TASK GOAL:
From the entries, copy every line that carries the string "sense".

+++ DATASET CONTENT +++

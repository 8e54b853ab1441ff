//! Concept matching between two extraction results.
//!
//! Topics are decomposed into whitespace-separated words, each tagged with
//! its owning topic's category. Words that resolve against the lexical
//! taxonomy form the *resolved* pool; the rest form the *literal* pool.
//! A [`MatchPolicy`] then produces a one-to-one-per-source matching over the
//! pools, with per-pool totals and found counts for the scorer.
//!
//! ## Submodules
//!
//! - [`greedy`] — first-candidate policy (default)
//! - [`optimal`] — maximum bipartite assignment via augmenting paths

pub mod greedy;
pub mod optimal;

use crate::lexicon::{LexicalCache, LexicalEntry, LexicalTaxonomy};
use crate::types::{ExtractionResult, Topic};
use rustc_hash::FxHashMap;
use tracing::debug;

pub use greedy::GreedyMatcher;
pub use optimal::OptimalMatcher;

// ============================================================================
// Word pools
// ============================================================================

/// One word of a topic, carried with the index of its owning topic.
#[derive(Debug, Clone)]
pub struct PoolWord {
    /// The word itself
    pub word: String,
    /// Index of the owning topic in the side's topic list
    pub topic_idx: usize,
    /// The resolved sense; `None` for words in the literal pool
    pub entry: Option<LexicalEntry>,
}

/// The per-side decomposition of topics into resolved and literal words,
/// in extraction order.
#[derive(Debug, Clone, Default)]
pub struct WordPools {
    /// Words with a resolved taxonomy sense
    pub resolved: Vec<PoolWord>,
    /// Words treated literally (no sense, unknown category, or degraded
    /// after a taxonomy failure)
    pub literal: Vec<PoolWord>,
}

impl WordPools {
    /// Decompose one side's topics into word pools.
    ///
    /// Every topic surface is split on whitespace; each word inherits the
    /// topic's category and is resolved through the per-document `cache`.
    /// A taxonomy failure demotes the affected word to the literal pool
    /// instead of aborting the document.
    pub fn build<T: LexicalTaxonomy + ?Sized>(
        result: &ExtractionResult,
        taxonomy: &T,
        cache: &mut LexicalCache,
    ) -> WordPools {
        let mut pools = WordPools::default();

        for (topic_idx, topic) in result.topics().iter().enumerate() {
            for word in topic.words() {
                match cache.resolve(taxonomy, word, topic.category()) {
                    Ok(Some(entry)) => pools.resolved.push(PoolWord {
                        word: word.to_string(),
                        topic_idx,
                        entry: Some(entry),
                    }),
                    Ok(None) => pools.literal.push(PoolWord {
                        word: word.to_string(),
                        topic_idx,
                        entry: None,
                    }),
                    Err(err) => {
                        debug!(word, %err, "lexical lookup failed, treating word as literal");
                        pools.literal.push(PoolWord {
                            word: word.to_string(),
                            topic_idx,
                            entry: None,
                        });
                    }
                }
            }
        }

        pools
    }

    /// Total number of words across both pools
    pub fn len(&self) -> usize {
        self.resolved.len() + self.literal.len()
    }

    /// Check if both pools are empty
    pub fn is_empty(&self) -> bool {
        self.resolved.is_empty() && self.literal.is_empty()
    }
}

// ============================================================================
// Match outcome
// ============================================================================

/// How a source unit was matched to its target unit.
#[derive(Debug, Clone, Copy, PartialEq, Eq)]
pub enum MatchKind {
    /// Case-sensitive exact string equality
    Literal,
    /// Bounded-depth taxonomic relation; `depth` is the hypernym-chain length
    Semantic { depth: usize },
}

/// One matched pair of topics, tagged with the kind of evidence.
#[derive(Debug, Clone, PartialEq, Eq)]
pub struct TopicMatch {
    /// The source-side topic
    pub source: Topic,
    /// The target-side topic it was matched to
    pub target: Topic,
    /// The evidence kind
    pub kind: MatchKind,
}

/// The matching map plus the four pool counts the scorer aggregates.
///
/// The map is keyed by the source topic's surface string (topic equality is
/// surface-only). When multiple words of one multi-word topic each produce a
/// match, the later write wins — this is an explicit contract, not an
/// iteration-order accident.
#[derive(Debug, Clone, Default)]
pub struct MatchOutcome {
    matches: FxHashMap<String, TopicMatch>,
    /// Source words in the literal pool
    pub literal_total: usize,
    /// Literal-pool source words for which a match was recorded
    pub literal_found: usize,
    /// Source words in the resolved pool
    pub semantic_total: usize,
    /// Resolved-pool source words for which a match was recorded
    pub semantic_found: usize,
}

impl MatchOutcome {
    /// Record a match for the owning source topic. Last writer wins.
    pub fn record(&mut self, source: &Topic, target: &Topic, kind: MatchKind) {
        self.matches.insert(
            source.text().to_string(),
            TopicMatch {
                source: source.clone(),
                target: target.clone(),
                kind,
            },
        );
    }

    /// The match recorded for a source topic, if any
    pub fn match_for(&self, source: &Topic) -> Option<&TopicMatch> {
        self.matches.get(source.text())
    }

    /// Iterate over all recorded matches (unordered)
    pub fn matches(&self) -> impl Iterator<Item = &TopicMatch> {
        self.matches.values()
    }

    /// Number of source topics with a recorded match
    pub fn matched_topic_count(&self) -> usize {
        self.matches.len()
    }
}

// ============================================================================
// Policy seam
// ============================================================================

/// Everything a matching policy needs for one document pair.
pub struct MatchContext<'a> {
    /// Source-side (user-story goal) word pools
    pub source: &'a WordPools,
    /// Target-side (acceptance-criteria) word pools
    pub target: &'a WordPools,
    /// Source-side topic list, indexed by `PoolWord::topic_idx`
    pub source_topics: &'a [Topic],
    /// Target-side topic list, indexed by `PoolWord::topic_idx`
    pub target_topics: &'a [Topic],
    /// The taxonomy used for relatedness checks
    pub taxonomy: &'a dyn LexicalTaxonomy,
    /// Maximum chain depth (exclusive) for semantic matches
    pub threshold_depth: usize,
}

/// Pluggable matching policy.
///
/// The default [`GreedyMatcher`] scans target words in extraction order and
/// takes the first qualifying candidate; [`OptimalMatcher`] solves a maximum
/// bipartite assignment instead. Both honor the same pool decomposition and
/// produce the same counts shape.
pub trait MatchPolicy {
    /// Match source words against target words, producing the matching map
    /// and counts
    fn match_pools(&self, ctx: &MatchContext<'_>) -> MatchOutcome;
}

+++

ANSWER SPACE:
    /// The resolved sense; `None` for words in the literal pool
    /// Words with a resolved taxonomy sense
    /// Words treated literally (no sense, unknown category, or degraded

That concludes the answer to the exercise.